Take the material below and output exactly the run of lines from the one containing "repository f1e2aa92cea9b231" down to the one containing "const STYLE_FILES: &[&str]", with both included.

** Opening Records provided block **

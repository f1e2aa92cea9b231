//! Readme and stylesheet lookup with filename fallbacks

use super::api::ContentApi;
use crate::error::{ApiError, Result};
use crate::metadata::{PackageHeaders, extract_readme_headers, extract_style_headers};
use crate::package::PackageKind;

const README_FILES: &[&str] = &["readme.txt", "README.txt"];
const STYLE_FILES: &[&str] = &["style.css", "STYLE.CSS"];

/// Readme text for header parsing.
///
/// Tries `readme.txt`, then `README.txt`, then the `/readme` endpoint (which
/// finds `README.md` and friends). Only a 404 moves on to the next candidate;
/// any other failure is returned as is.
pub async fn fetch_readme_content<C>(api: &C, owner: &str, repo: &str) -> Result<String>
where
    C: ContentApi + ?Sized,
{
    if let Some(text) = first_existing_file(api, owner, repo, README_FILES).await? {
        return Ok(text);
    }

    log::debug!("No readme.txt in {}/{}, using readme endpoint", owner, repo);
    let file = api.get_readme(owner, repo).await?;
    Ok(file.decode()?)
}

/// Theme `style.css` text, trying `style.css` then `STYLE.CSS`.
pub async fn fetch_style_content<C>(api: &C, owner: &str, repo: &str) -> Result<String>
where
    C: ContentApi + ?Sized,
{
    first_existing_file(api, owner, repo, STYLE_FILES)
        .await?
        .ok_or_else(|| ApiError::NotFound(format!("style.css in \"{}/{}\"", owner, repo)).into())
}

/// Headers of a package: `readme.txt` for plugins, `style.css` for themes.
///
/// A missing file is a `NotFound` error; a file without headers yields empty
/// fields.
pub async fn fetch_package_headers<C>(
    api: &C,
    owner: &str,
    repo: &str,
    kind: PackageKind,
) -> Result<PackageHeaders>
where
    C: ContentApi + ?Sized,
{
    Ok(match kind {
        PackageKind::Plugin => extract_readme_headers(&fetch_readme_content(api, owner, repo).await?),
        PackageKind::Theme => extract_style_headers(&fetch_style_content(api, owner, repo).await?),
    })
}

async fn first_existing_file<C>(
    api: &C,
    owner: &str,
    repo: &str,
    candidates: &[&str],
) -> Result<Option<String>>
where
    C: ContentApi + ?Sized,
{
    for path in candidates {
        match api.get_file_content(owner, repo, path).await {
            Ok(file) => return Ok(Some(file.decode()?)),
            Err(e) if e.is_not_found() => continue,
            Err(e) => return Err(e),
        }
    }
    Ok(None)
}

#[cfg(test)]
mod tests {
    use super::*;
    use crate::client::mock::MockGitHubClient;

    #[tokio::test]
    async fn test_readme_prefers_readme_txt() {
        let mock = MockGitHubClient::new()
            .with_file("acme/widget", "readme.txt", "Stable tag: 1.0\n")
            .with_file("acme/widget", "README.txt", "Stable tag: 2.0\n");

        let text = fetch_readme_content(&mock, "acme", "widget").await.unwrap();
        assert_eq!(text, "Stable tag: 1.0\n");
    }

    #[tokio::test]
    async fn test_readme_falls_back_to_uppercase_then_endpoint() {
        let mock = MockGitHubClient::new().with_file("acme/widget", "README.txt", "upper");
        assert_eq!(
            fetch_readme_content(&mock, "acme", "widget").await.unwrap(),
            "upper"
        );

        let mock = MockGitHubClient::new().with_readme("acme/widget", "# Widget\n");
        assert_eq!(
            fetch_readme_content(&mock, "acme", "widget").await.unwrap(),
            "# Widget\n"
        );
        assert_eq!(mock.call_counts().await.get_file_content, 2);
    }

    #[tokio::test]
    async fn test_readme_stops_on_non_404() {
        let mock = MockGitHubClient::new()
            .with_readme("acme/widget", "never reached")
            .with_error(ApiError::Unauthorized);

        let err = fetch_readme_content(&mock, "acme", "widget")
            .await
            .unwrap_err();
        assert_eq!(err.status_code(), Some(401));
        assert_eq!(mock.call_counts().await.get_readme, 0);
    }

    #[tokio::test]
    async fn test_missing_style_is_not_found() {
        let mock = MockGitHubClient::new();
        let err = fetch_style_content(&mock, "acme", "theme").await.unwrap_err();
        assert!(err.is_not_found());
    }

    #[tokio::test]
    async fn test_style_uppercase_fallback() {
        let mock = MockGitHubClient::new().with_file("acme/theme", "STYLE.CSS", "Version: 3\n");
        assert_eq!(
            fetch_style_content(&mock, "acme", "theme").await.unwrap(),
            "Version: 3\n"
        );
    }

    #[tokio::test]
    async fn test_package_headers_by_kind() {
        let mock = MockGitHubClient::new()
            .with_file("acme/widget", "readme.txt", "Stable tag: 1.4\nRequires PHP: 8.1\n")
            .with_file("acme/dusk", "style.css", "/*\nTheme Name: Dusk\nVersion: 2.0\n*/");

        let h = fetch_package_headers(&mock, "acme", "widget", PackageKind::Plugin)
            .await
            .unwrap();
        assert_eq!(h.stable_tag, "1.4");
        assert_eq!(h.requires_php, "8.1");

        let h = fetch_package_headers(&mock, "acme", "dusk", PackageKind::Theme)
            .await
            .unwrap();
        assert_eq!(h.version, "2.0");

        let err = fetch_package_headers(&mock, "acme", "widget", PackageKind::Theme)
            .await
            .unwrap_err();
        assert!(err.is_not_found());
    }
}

** Closing Records provided block **
** Opening Records provided block **

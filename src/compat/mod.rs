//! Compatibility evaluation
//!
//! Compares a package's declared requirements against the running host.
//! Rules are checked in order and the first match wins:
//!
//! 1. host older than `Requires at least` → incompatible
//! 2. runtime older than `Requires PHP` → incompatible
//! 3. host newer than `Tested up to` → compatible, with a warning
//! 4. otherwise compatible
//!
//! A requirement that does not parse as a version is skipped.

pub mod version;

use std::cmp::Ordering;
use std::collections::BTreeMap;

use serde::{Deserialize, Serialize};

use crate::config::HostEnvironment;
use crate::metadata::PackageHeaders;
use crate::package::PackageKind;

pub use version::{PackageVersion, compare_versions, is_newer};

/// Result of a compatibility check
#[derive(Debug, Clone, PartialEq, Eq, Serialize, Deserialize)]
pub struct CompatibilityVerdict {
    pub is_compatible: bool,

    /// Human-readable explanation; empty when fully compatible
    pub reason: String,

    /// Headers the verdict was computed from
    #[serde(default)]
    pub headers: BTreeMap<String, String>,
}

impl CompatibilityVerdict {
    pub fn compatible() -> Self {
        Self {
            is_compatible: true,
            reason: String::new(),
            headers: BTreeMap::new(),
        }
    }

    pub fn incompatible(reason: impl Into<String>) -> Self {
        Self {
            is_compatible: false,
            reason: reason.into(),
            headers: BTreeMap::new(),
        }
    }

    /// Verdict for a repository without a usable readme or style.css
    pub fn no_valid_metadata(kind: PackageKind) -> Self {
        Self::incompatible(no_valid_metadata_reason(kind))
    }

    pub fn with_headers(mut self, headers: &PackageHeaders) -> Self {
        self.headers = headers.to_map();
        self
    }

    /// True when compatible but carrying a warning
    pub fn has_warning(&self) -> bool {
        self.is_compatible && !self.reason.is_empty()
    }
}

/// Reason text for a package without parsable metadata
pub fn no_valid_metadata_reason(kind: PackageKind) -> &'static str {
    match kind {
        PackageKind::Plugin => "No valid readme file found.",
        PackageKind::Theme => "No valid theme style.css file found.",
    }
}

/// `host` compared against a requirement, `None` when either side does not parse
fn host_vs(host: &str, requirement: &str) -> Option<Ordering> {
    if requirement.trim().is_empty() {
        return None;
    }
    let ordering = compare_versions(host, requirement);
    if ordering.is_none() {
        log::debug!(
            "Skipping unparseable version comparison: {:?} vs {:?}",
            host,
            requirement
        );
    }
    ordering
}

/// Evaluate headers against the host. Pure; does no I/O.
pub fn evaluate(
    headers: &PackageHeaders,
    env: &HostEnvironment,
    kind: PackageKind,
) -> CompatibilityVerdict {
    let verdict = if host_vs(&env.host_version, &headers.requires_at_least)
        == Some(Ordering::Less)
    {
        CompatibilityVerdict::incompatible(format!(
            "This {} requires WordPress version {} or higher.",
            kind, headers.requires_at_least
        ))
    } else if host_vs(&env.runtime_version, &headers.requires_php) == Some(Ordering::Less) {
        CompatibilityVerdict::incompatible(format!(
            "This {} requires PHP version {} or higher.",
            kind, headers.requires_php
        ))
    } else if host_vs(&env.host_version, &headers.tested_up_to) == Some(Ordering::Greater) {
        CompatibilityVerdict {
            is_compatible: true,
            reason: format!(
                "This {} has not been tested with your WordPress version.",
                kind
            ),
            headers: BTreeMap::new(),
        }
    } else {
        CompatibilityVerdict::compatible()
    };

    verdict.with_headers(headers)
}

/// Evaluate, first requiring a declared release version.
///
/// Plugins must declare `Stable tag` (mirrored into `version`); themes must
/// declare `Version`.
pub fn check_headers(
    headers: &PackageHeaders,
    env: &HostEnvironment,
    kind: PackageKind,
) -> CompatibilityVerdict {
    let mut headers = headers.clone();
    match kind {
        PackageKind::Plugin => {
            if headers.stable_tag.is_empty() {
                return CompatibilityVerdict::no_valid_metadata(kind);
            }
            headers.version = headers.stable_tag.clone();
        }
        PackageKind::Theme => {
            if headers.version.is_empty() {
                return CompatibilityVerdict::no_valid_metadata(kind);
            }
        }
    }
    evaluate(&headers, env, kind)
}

** Closing Records provided block **

**Task output**
repository f1e2aa92cea9b231
//! Readme and stylesheet lookup with filename fallbacks

use super::api::ContentApi;
use crate::error::{ApiError, Result};
use crate::metadata::{PackageHeaders, extract_readme_headers, extract_style_headers};
use crate::package::PackageKind;

const README_FILES: &[&str] = &["readme.txt", "README.txt"];
const STYLE_FILES: &[&str] = &["style.css", "STYLE.CSS"];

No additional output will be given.